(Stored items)
+ + +

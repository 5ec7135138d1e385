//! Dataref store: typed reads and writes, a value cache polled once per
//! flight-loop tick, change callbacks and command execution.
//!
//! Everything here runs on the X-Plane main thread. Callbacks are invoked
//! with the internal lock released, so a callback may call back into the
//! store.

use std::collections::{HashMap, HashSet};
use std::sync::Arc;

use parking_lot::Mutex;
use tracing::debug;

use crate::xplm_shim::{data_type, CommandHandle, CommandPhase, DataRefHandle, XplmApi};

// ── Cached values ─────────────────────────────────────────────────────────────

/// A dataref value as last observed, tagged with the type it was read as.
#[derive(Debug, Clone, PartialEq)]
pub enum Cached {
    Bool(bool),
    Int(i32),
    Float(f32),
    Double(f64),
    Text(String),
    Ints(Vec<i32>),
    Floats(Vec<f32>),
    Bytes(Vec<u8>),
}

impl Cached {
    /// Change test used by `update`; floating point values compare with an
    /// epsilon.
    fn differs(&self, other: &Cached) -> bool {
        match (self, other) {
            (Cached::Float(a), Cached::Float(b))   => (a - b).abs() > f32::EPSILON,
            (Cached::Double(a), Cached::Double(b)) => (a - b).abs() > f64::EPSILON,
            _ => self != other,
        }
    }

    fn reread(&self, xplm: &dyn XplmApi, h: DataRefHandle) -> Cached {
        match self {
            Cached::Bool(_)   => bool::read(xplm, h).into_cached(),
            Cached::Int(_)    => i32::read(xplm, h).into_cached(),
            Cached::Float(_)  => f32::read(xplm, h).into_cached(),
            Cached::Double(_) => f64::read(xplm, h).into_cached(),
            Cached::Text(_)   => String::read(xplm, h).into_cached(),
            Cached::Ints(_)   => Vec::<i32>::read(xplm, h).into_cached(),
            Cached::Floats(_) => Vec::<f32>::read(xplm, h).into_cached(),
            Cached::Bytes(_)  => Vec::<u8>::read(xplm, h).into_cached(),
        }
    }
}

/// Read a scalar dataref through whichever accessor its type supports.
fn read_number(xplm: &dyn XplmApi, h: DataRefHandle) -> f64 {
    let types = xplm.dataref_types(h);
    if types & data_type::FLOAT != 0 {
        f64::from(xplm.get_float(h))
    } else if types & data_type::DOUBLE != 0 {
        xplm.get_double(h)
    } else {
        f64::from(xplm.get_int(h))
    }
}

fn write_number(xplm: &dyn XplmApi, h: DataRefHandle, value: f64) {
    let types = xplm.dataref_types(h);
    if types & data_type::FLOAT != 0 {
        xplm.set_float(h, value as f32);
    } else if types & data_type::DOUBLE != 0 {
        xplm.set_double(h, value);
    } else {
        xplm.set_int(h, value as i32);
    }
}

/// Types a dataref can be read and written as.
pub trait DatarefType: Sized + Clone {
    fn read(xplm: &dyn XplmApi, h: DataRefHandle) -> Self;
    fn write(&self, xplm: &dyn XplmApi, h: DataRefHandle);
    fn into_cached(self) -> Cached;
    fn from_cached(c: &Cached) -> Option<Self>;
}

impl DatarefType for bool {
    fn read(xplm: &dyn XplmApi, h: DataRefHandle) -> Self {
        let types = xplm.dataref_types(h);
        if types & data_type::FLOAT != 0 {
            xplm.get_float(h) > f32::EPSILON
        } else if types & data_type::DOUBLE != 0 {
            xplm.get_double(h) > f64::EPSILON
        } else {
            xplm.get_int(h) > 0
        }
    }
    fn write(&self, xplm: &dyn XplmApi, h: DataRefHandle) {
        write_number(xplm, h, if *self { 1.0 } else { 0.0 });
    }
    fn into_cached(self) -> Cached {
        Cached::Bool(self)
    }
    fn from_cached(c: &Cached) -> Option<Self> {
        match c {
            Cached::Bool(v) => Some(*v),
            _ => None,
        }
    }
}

+ + +

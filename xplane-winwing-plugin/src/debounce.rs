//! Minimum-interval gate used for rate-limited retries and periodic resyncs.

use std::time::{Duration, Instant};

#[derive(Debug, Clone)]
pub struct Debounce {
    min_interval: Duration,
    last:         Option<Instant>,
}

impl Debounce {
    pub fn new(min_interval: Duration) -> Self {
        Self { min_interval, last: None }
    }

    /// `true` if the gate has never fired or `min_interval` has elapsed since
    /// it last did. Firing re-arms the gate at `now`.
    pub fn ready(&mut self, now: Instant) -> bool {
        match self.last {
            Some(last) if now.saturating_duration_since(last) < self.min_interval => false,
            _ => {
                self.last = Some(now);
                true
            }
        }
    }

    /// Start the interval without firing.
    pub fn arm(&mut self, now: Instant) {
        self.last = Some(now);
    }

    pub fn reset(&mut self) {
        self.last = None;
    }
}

+ + +

Assigned task: Using the entries, count how many lines contain the string "Text". Write only the number.

The answer: 2